The new era of social responsibility is driving NGOs into the arms of corporate suitors.
Written by Heather Clancy, Contributor

This post sort of follows the vein of my blog the other day debating whether you can have more impact on sustainability working for a profit vs. a non-profit organization. This one has to do, however, with another business model that is having an impact on socially responsible activities around the world, non government organizations, more commonly known as NGOs.

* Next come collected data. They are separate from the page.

//! Command-line front end of the cometary estimators.
//!
//! Subcommands:
//! - `sublimation`: equilibrium temperature and sublimating species
//! - `mass`: photometric mass estimate
//! - `nucleus`: nucleus diameter from H and albedo
//! - `curve`: model Afρ / light curves, optionally exported as CSV
//! - `species`: print the volatile species table
//! - `request`: answer a JSON calculation request
//! - `params`: inspect a `KEY = value` parameter file

use std::{
    fs,
    io::{self, Read},
    process::ExitCode,
};

use camino::Utf8PathBuf;
use clap::{Parser, Subcommand};
use cometa::{
    curves::{generate, CurveInputs, CurveKind, CurveParams},
    display::{render_species_table, render_verdicts},
    nucleus::{estimate_nucleus, NucleusInput},
    param_file::ParamFile,
    photometry::{estimate_mass, MassInput, MassParams},
    points::PointSet,
    request::RequestHandler,
    CometaError, EstimatorParams, SpeciesTable, SublimationEstimator, SublimationInput,
};
use log::{info, LevelFilter};

#[derive(Parser, Debug)]
#[command(name = "cometa")]
#[command(about = "Sublimation, mass and nucleus estimates for comets")]
#[command(version)]
struct Args {
    /// Log debug output (overrides RUST_LOG)
    #[arg(short, long, global = true)]
    verbose: bool,

    #[command(subcommand)]
    command: Command,
}

#[derive(Subcommand, Debug)]
enum Command {
    /// Estimate the body temperature and the sublimating species
    Sublimation {
        /// Heliocentric distance (au)
        #[arg(long)]
        r_sun: String,

        /// Geocentric distance, km unless suffixed with R, R⊕ or Re (Earth radii)
        #[arg(long)]
        r_earth: String,

        /// Imposed temperature (K); derived from the distances when absent
        #[arg(short, long)]
        temperature: Option<String>,

        /// JSON species table replacing the built-in one
        #[arg(long)]
        table: Option<Utf8PathBuf>,

        /// Print the per-species verdicts
        #[arg(long)]
        details: bool,
    },

    /// Estimate the mass released by the comet
    Mass {
        /// Comet magnitude m_k
        #[arg(long, allow_hyphen_values = true)]
        m_k: f64,

        /// Geocentric distance (au)
        #[arg(long)]
        delta: f64,

        /// Heliocentric distance (au)
        #[arg(long)]
        r: f64,
    },

    /// Estimate the nucleus diameter
    Nucleus {
        /// Absolute magnitude H
        #[arg(long, allow_hyphen_values = true)]
        h: f64,

        /// Geometric albedo, in (0, 1]
        #[arg(long)]
        pv: f64,

        /// Measured angular size (arcsec)
        #[arg(long)]
        angular_size: Option<f64>,

        /// Distance used for the linear size (au)
        #[arg(long)]
        distance: Option<f64>,
    },

    /// Sample a model Afρ or light curve
    Curve {
        /// afrho-distance, magnitude-distance, afrho-time or magnitude-time
        #[arg(short, long)]
        kind: CurveKind,

        #[arg(long, default_value_t = 1000.0)]
        afrho0: f64,

        #[arg(long, default_value_t = 1.0)]
        r0: f64,

        #[arg(long, default_value_t = 2.0)]
        k: f64,

        #[arg(long, default_value_t = 10.0, allow_hyphen_values = true)]
        h: f64,

        #[arg(long, default_value_t = 4.0)]
        n: f64,

        #[arg(long, default_value_t = 1.0)]
        delta: f64,

        /// Read the curve inputs from a parameter file instead
        #[arg(long)]
        params: Option<Utf8PathBuf>,

        /// Observed points to report alongside the curve
        #[arg(long)]
        points: Option<Utf8PathBuf>,

        /// Write the samples to a CSV file
        #[arg(long)]
        csv: Option<Utf8PathBuf>,
    },

    /// Print the volatile species table
    Species {
        /// JSON species table replacing the built-in one
        #[arg(long)]
        table: Option<Utf8PathBuf>,

        /// Dump the table as JSON
        #[arg(long)]
        json: bool,
    },

    /// Answer a JSON calculation request read from a file or stdin
    Request {
        file: Option<Utf8PathBuf>,
    },

    /// Show a parameter file and run the calculations it supports
    Params {
        file: Utf8PathBuf,
    },
}

fn load_table(path: Option<&Utf8PathBuf>) -> Result<SpeciesTable, CometaError> {
    match path {
        Some(p) => SpeciesTable::from_path(p),
        None => Ok(SpeciesTable::builtin()),
    }
}

fn run(args: Args) -> Result<(), CometaError> {
    match args.command {
        Command::Sublimation {
            r_sun,
            r_earth,
            temperature,
            table,
            details,
        } => {
            let estimator =
                SublimationEstimator::new(load_table(table.as_ref())?, EstimatorParams::default());
            let input =
                SublimationInput::from_text(Some(&r_sun), Some(&r_earth), temperature.as_deref())?;
            let result = estimator.estimate(&input)?;
            println!("{result}");
            if details {
                println!();
                println!("{}", render_verdicts(&result));
            }
        }
        Command::Mass { m_k, delta, r } => {
            let input = MassInput {
                magnitude: m_k,
                delta_au: delta,
                r_au: r,
            };
            println!("{}", estimate_mass(&input, &MassParams::default())?);
        }
        Command::Nucleus {
            h,
            pv,
            angular_size,
            distance,
        } => {
            let input = NucleusInput {
                abs_magnitude: h,
                albedo: pv,
                angular_size_arcsec: angular_size,
                distance_au: distance,
            };
            println!("{}", estimate_nucleus(&input)?);
        }
        Command::Curve {
            kind,
            afrho0,
            r0,
            k,
            h,
            n,
            delta,
            params,
            points,
            csv,
        } => {
            let inputs = match params {
                Some(path) => ParamFile::from_path(&path)?.curve_inputs()?,
                None => CurveInputs {
                    afrho0,
                    r0,
                    k,
                    abs_magnitude: h,
                    slope_n: n,
                    delta,
                },
            };
            let series = generate(kind, &inputs, &CurveParams::default())?;
            println!("{series}");
            if let Some(path) = points {
                let observed = PointSet::from_file(&path)?;
                println!("Observed points ({}):", observed.len());
                for (x, y) in observed.iter() {
                    println!("  {x:>10.4} {y:>12.4}");
                }
            }
            if let Some(path) = csv {
                series.save_csv(&path)?;
                info!("curve written to {path}");
            }
        }
        Command::Species { table, json } => {
            let table = load_table(table.as_ref())?;
            if json {
                println!("{}", table.to_json()?);
            } else {
                println!("{}", render_species_table(&table));
            }
        }
        Command::Request { file } => {
            let body = match file {
                Some(path) => fs::read_to_string(path)?,
                None => {
                    let mut buf = String::new();
                    io::stdin().read_to_string(&mut buf)?;
                    buf
                }
            };
            let response = RequestHandler::default().handle_json(&body);
            println!("{}", serde_json::to_string_pretty(&response)?);
        }
        Command::Params { file } => {
            let params = ParamFile::from_path(&file)?;
            println!("{params}");
            if params.contains("r0") && params.contains("r_earth") {
                let result = SublimationEstimator::default().estimate(&params.sublimation_input()?)?;
                println!();
                println!("{result}");
            }
        }
    }
    Ok(())
}

fn main() -> ExitCode {
    let args = Args::parse();

    let mut logger = env_logger::Builder::new();
    logger.filter_level(LevelFilter::Warn).parse_default_env();
    if args.verbose {
        logger.filter_level(LevelFilter::Debug);
    }
    logger.init();

    match run(args) {
        Ok(()) => ExitCode::SUCCESS,
        Err(err) => {
            eprintln!("Error: {err}");
            ExitCode::FAILURE
        }
    }
}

In a post over on the Triple Pundit Web site, Vijay Kanai from Kanal Consulting argues that enlightened businesses are starting to team up with NGOs to affect change and get a better grounding for their corporate social responsibility programs and sustainability strategies, while previously the two entities tended to hold somewhat of an adversarial relationship. The big change now, of course, is that more for-profit companies actually HAVE an interest in things like energy, food, agriculture, wast management, water, natural resources -- the list goes on. Oh yeah, they actually have the money to support these things. Since charitable giving by individuals was supposed to be off by about 5 percent this year, NGOs need to get creative about funding.

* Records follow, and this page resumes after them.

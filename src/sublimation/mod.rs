//! # Sublimation estimator
//!
//! Classify which volatile species of a [`SpeciesTable`] would actively sublimate on a
//! small body (grain or nucleus) given its heliocentric distance, its distance to the
//! Earth and, optionally, an imposed temperature.
//!
//! ## Model
//!
//! For every species with valid `(H, μ, P0)`:
//!
//! ```text
//! ξ     = 1 + 0.02 · ln(P0 / 6.7e14)
//! T_sub = 1.3e3 · (1/ξ) · (H / 3.2e10) · (μ / 170) · r☉^(-1/2) · (1 + 0.1 / (1 + (r⊕ / R⊕)²))
//! ```
//!
//! The body temperature `T_total` is either supplied by the caller or derived from the
//! distances:
//!
//! ```text
//! r⊕ > 10 R⊕ :  T_total = 278 / √r☉
//! otherwise  :  T_total = ( (278 / √r☉)⁴ + (288 · √(R⊕ / r⊕) · (1 + 0.3))⁴ )^(1/4)
//! ```
//!
//! A species sublimates when `T_total ≥ T_sub` and, if the body is within 1.1 R⊕ (inclusive),
//! only when its vapor pressure at `T_total` exceeds the atmospheric pressure.
//!
//! ## Guarantees
//!
//! - Pure and deterministic: no I/O apart from logging, the table is never mutated.
//! - The list of sublimating species follows the table's declaration order.
//! - A computation failure on any species aborts the whole estimate; no partial result.
//!
//! ## Typical usage
//!
//! ```rust
//! use cometa::sublimation::{SublimationEstimator, SublimationInput};
//!
//! let input = SublimationInput::from_text(Some("0.1"), Some("1000000"), None).unwrap();
//! let result = SublimationEstimator::default().estimate(&input).unwrap();
//! assert!(result.sublimating.iter().any(|n| n.starts_with("H₂O")));
//! println!("{result}");
//! ```
mod params;

pub use params::{EstimatorParams, EstimatorParamsBuilder};

use std::fmt;

use itertools::Itertools;
use log::{debug, error, info, warn};
use serde::{Deserialize, Serialize};

use crate::{
    cometa_errors::CometaError,
    constants::{
        AstronomicalUnit, Kelvin, Kilometer, Pascal, EARTH_ALBEDO_FRACTION,
        EARTH_SURFACE_TEMPERATURE_K, SOLAR_EQUILIBRIUM_1AU_K, SUBLIMATION_EARTH_TERM,
        SUBLIMATION_H0, SUBLIMATION_MU0, SUBLIMATION_P0_REF, SUBLIMATION_T0_K,
        SUBLIMATION_XI_SLOPE,
    },
    conversion::{ensure_finite, parse_optional_positive, parse_positive, require_positive},
    distance::Distance,
    volatiles::{SpeciesTable, ThermalParameters, VolatileSpecies},
};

Kanai, who is in effect a corporate sustainability/management consultant, offers up examples of some of the biggest name organizations who are now working with the corporate sector: the World Wildlife Fund, the Environmental Defense Fund and the World Resources Institute, to name a few. While organizations such as these would stop short of endorsement of any particular company's activities, they could provide valuable insight to businesses hoping to get smarter about where to focus their sustainability efforts.

The rest of Kanai's post focuses on advising executives about how to evaluate potential partnerships between corporations and NGOs, who to avoid like the plague, and offering these three concepts as critical success factors guiding any relationship:

  1. Mutual Trust
  2. Shared Interests
  3. Creating a Win/Win Outcome

And, of course, did I mention that any really good NGO must remain agnostic, refraining from endorsing any particular business.

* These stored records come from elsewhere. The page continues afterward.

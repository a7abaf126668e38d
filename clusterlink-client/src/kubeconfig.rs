use std::fs::OpenOptions;
use std::io::Write;
use std::path::{Path, PathBuf};

use kube::config::Kubeconfig;
use tracing::{debug, info};

use crate::error::SessionError;
use crate::structs::ClusterId;

/// What a session needs from a validated context.
#[derive(Debug, Clone, PartialEq, Eq)]
pub struct ResolvedContext {
    pub context_name: String,
    pub cluster_name: String,
    pub api_url: String,
    pub namespace: Option<String>,
}

pub fn load_config(path: &Path) -> Result<Kubeconfig, SessionError> {
    Kubeconfig::read_from(path).map_err(|e| SessionError::KubeconfigRead {
        path: path.to_path_buf(),
        message: e.to_string(),
    })
}

/// Checks that `context_name` exists and points at a cluster with a server.
/// The user stanza is not validated; exec plugins may resolve it later.
pub fn resolve_context(
    config: &Kubeconfig,
    context_name: &str,
) -> Result<ResolvedContext, SessionError> {
    let named_ctx = config
        .contexts
        .iter()
        .find(|c| c.name == context_name)
        .ok_or_else(|| SessionError::ContextNotFound(context_name.to_string()))?;

    let ctx = named_ctx
        .context
        .as_ref()
        .ok_or_else(|| SessionError::EmptyContext(context_name.to_string()))?;

    let cluster = config
        .clusters
        .iter()
        .find(|c| c.name == ctx.cluster)
        .ok_or_else(|| SessionError::ClusterNotFound {
            context: context_name.to_string(),
            cluster: ctx.cluster.clone(),
        })?;

    let api_url = cluster
        .cluster
        .as_ref()
        .and_then(|c| c.server.clone())
        .filter(|s| !s.is_empty())
        .ok_or_else(|| SessionError::MissingServer(ctx.cluster.clone()))?;

    Ok(ResolvedContext {
        context_name: context_name.to_string(),
        cluster_name: ctx.cluster.clone(),
        api_url,
        namespace: ctx.namespace.clone().filter(|ns| !ns.is_empty()),
    })
}

pub fn resolve_context_from(path: &Path, context_name: &str) -> Result<ResolvedContext, SessionError> {
    let config = load_config(path)?;
    resolve_context(&config, context_name)
}

/// Namespace pinned by the context, re-read from disk each time so edits to
/// the file are honoured.
pub fn context_namespace(path: &Path, context_name: &str) -> Option<String> {
    match resolve_context_from(path, context_name) {
        Ok(resolved) => resolved.namespace,
        Err(e) => {
            debug!("kubeconfig: no context namespace for {context_name}: {e}");
            None
        }
    }
}

/// Names of every context in the file, in file order.
pub fn context_names(path: &Path) -> Result<Vec<String>, SessionError> {
    let config = load_config(path)?;
    Ok(config.contexts.into_iter().map(|c| c.name).collect())
}

pub fn custom_kubeconfig_path(dir: &Path, id: &ClusterId) -> PathBuf {
    dir.join(id.as_str())
}

/// True when `path` sits inside the managed directory and therefore belongs
/// to the session rather than to the user.
pub fn is_managed(dir: &Path, path: &Path) -> bool {
    let normalize = |p: &Path| p.canonicalize().unwrap_or_else(|_| p.to_path_buf());
    normalize(path).starts_with(normalize(dir))
}

/// Writes pasted kubeconfig text into the managed directory (mode 0600 on
/// unix) and returns its path.
pub fn embed_custom_kubeconfig(
    dir: &Path,
    id: &ClusterId,
    contents: &str,
) -> Result<PathBuf, SessionError> {
    std::fs::create_dir_all(dir)?;
    let path = custom_kubeconfig_path(dir, id);

    let mut options = OpenOptions::new();
    options.write(true).create(true).truncate(true);
    #[cfg(unix)]
    {
        use std::os::unix::fs::OpenOptionsExt;
        options.mode(0o600);
    }

    let mut file = options.open(&path)?;
    file.write_all(contents.as_bytes())?;
    info!("kubeconfig: embedded custom config at {}", path.display());
    Ok(path)
}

This whole topic reminds me that we once lived in a world where sports arenas and athletic fields and public buildings were once named for heros and athletes and poets, not the company who could pay the most for the name. But I digress.

Plus, the practical side of me knows that it makes economic sense for the philanthropic and environmental organizations that many people love to hate and just as many love to love to team up with companies. Which partnerships are working? I'd love to hear about them.